A Mercedes-Benz vive um novo momento no Brasil e essa transformação não passa apenas pela eletrificação de parte de sua linha de produtos no mercado local. Passa também por importante redesenho do seu principal parque produtivo de caminhões na América Latina, em São Bernardo do Campo (SP), e também pela forma como enxerga a cadeia de suprimentos.
A respeito deste tema, a pandemia levou a montadora a ter uma operação mais flexível, ou seja, demandou a adoção de novos processos operacionais para mitigar a falta de semicondutores e outros componentes, e mais: se adequar a uma nova realidade na qual persisitirá o quadro global de abastecimento intermitente.

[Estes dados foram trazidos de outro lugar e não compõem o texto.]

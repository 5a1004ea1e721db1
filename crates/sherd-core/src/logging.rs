//! Structured logging field name constants for sherd.
//!
//! Both crates use these constants for structured `tracing` fields so that
//! batch logs can be filtered by the same names everywhere.
//!
//! ## Log Level Contract
//!
//! | Level | Usage |
//! |-------|-------|
//! | WARN  | Item degraded, configuration fallback applied |
//! | INFO  | Batch start/finish, taxonomy configuration loaded |
//! | DEBUG | Decision points (category replaced, place discarded) |
//! | TRACE | Per-item extraction counts |

// ─── Identity fields ───────────────────────────────────────────────────────

/// Subsystem originating the log event.
/// Values: "taxonomy", "extract"
pub const SUBSYSTEM: &str = "subsystem";

/// Component within a subsystem.
/// Examples: "store", "config", "mapper", "batch"
pub const COMPONENT: &str = "component";

/// Logical operation name.
/// Examples: "replace_category", "process_item", "process_batch"
pub const OPERATION: &str = "op";

// ─── Entity fields ─────────────────────────────────────────────────────────

/// Identifier of the catalogue record being processed.
pub const ITEM_ID: &str = "item_id";

/// Taxonomy category affected.
pub const CATEGORY: &str = "category";

/// Monotonic version of the taxonomy snapshot in use.
pub const TAXONOMY_VERSION: &str = "taxonomy_version";

// ─── Measurement fields ────────────────────────────────────────────────────

/// Wall-clock duration in milliseconds.
pub const DURATION_MS: &str = "duration_ms";

/// Number of results produced.
pub const RESULT_COUNT: &str = "result_count";

/// Number of items in a batch.
pub const ITEM_COUNT: &str = "item_count";

/// Item quality score.
pub const QUALITY_SCORE: &str = "quality_score";

// ─── Outcome fields ────────────────────────────────────────────────────────

/// Error message when an operation fails.
pub const ERROR_MSG: &str = "error";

“Não são apenas semicondutores, muitas outras peças e partes estão faltando. Acredito que nos próximos anos não vamos voltar à realidade superestável a qual estávamos acostumados. Mas, vendo pelo lado positivo, nós aprendemos nesses dois anos a atuar e a reagir de forma mais flexível”, disse Karin Rådström, CEO global da montadora, durante o Salão de Hannover.
“O que eu quero dizer é que nossa prioridade é assegurar que os caminhões estão sendo montados com as peças disponíveis. Mesmo se não temos todas as peças, nós tentamos montar os veículos o mais rápido possível tão logo cheguem os componentes”, completou a executiva, que assumiu o posto máximo na empresa há cerca de um ano e meio, após carreira na Scania.
Montadora perdeu participação no segmento de caminhões
A falta de componentes desferiu um duro golpe nas fabricantes de caminhões como um todo, e não seria diferente com a Mercedes, que promoveu quatro paralisações parciais no ABC Paulista por causa da escassez. O quadro coincidiu com a perda de market share no segmento local de caminhões: se em agosto de 2021 era líder com fatia de 30%, em agosto deste ano a empresa deteve a segunda maior participação, 27,26%, conforme dados da Fenabrave.

Enquanto cuida dos meios para assegurar o abastecimento pleno de peças em suas linhas, a montadora também executa reestruturação da sua operação no país. Segundo seus cálculos, foi preciso articular um plano horizontal de produção, ou seja, de apostar mais na terceirização de tarefas que, antes, eram executadas por funcionários próprios.
Parceiro de logística já definido
Para garantir a sustentabilidade dos negócios a longo-prazo no Brasil, como informou em comunicado no início de setembro, a montadora recorreu ao mercado para buscar fornecedores. Segundo apurou reportagem da Automotive Business, já foi definida a operadora de logísitica da fábrica de São Bernardo, que executará o serviço de transporte interno de peças, armazenamento e de abastecimento de componentes com quadro formado por 800 funcionários. O nome do novo fornecedor segue em sigilo.
Procurada, a Mercedes-Benz informou que “não comentará o assunto neste momento, uma vez que as negociações com fornecedores ainda estão em andamento”.
Outras áreas da empresa que serão terceirizadas, de acordo com fonte ouvida por AB, são matéria de importante discussão entre a montadora e o sindicato dos metalúrgicos local. Os representantes dos trabalhadores participam de negociação que define quais outras áreas da fábrica da Mercedes serão geridas por meio de empresa terceirizada.
“Se olharmos nos últimos dez anos, fizemos muitos planos para melhorar a nossa situação. Porém, devido a diferentes razões, não conseguimos o resultado desejado. O Brasil é um país com mercado muito cíclico e o nosso desafio foi sempre buscar condições favoráveis no mercado, e essa é uma das razões que nos fez anunciar a terceirização de algumas atividades”, contou a CEO.
Os planos da empresa indicam que aproximadamente 2,2 mil trabalhadores serão dispensados, enquanto que 1,4 mil profissionais não terão seus contratos temporários renovados a partir de dezembro de 2022.